Problem requirements:
Within the entries below, find the portion that opens with the line containing "self.tile.is(subclass)" and closes with the line containing "from typed parts.". Retype that portion exactly and only.

Source records:

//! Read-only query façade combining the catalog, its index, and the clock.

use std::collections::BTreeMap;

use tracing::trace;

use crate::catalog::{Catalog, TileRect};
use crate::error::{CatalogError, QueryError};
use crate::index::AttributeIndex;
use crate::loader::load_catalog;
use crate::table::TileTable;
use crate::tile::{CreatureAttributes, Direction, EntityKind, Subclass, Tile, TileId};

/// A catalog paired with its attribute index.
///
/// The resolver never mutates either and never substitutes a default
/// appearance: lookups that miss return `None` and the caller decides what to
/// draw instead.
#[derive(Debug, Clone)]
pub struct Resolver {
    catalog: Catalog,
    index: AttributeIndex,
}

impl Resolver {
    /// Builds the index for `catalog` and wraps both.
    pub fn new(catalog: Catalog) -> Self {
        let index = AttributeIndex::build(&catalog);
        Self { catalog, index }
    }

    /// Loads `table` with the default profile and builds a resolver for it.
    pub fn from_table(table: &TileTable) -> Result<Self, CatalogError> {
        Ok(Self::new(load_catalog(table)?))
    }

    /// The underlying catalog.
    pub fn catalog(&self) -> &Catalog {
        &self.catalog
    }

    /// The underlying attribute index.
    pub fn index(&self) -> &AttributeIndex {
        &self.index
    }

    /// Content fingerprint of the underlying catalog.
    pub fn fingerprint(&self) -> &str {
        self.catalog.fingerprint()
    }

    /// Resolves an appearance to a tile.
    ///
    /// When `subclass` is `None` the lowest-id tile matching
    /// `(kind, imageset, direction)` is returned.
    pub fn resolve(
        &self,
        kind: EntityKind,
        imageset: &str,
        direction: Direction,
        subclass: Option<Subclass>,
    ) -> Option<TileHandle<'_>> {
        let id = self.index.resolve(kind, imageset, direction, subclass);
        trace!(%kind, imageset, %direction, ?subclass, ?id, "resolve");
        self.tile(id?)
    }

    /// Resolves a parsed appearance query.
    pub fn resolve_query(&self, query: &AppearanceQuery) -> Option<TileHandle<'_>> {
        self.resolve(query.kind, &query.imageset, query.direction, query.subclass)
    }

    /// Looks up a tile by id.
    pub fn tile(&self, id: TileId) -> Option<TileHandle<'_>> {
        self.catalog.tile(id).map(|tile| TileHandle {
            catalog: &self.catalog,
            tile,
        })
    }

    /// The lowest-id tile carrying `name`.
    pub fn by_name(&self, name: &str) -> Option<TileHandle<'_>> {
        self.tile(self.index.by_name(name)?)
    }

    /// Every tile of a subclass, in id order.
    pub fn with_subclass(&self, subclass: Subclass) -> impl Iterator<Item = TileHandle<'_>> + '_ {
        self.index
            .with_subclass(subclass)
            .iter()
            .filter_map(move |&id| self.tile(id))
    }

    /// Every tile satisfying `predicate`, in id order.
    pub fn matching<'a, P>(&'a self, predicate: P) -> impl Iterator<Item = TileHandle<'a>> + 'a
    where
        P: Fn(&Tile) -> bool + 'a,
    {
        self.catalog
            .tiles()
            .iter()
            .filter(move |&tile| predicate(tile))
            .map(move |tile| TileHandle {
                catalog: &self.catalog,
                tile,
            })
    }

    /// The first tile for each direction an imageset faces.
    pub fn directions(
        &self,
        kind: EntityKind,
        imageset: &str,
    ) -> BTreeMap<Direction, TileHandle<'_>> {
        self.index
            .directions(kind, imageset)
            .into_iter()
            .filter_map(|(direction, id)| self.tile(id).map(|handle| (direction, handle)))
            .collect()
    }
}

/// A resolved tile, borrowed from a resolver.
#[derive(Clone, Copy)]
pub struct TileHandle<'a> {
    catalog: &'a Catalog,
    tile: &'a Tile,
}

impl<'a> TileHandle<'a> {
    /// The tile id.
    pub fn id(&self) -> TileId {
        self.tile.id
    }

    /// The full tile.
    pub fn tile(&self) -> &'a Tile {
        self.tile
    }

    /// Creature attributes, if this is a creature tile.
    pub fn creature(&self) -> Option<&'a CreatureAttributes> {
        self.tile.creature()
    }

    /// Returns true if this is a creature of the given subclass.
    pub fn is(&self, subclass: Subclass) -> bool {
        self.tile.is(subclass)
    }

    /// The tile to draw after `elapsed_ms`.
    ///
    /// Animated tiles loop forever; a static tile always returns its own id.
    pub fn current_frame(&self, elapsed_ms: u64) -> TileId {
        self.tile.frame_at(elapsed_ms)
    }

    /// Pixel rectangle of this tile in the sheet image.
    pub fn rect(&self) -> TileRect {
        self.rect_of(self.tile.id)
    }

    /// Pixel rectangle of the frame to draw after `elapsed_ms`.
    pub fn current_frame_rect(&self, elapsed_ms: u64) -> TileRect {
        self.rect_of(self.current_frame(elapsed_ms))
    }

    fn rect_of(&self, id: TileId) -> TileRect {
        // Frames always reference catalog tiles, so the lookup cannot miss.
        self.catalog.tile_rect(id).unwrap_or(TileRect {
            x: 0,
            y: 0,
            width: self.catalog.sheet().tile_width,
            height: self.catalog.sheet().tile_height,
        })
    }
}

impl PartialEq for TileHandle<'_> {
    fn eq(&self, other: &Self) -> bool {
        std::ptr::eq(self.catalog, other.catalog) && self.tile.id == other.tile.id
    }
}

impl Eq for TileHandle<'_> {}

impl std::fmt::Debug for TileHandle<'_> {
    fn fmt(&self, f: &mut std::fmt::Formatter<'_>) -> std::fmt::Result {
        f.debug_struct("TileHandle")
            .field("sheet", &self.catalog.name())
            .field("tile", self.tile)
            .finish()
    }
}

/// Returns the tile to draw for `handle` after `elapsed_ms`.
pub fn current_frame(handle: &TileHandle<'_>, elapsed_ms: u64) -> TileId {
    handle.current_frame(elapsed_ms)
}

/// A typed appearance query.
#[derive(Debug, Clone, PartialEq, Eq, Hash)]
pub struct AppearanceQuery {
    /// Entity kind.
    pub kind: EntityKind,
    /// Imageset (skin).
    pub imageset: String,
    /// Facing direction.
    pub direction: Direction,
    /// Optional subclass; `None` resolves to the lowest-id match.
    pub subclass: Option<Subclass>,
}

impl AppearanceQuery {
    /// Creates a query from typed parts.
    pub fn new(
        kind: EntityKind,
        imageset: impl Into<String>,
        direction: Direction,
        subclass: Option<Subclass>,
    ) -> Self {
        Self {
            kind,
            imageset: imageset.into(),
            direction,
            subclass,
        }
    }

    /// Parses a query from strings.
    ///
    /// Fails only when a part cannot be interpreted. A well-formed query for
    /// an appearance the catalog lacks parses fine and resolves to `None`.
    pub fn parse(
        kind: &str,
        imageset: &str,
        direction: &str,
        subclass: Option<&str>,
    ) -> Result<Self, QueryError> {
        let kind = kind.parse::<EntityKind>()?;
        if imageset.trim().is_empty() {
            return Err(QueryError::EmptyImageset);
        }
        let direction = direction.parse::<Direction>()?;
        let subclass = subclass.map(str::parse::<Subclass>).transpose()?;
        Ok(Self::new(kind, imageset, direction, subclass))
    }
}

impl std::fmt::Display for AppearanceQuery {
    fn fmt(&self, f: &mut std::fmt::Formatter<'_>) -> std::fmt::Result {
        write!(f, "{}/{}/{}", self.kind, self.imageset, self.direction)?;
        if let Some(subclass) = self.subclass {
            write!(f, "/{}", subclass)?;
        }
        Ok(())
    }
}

Solution below:
        self.tile.is(subclass)
    }

    /// The tile to draw after `elapsed_ms`.
    ///
    /// Animated tiles loop forever; a static tile always returns its own id.
    pub fn current_frame(&self, elapsed_ms: u64) -> TileId {
        self.tile.frame_at(elapsed_ms)
    }

    /// Pixel rectangle of this tile in the sheet image.
    pub fn rect(&self) -> TileRect {
        self.rect_of(self.tile.id)
    }

    /// Pixel rectangle of the frame to draw after `elapsed_ms`.
    pub fn current_frame_rect(&self, elapsed_ms: u64) -> TileRect {
        self.rect_of(self.current_frame(elapsed_ms))
    }

    fn rect_of(&self, id: TileId) -> TileRect {
        // Frames always reference catalog tiles, so the lookup cannot miss.
        self.catalog.tile_rect(id).unwrap_or(TileRect {
            x: 0,
            y: 0,
            width: self.catalog.sheet().tile_width,
            height: self.catalog.sheet().tile_height,
        })
    }
}

impl PartialEq for TileHandle<'_> {
    fn eq(&self, other: &Self) -> bool {
        std::ptr::eq(self.catalog, other.catalog) && self.tile.id == other.tile.id
    }
}

impl Eq for TileHandle<'_> {}

impl std::fmt::Debug for TileHandle<'_> {
    fn fmt(&self, f: &mut std::fmt::Formatter<'_>) -> std::fmt::Result {
        f.debug_struct("TileHandle")
            .field("sheet", &self.catalog.name())
            .field("tile", self.tile)
            .finish()
    }
}

/// Returns the tile to draw for `handle` after `elapsed_ms`.
pub fn current_frame(handle: &TileHandle<'_>, elapsed_ms: u64) -> TileId {
    handle.current_frame(elapsed_ms)
}

/// A typed appearance query.
#[derive(Debug, Clone, PartialEq, Eq, Hash)]
pub struct AppearanceQuery {
    /// Entity kind.
    pub kind: EntityKind,
    /// Imageset (skin).
    pub imageset: String,
    /// Facing direction.
    pub direction: Direction,
    /// Optional subclass; `None` resolves to the lowest-id match.
    pub subclass: Option<Subclass>,
}

impl AppearanceQuery {
    /// Creates a query from typed parts.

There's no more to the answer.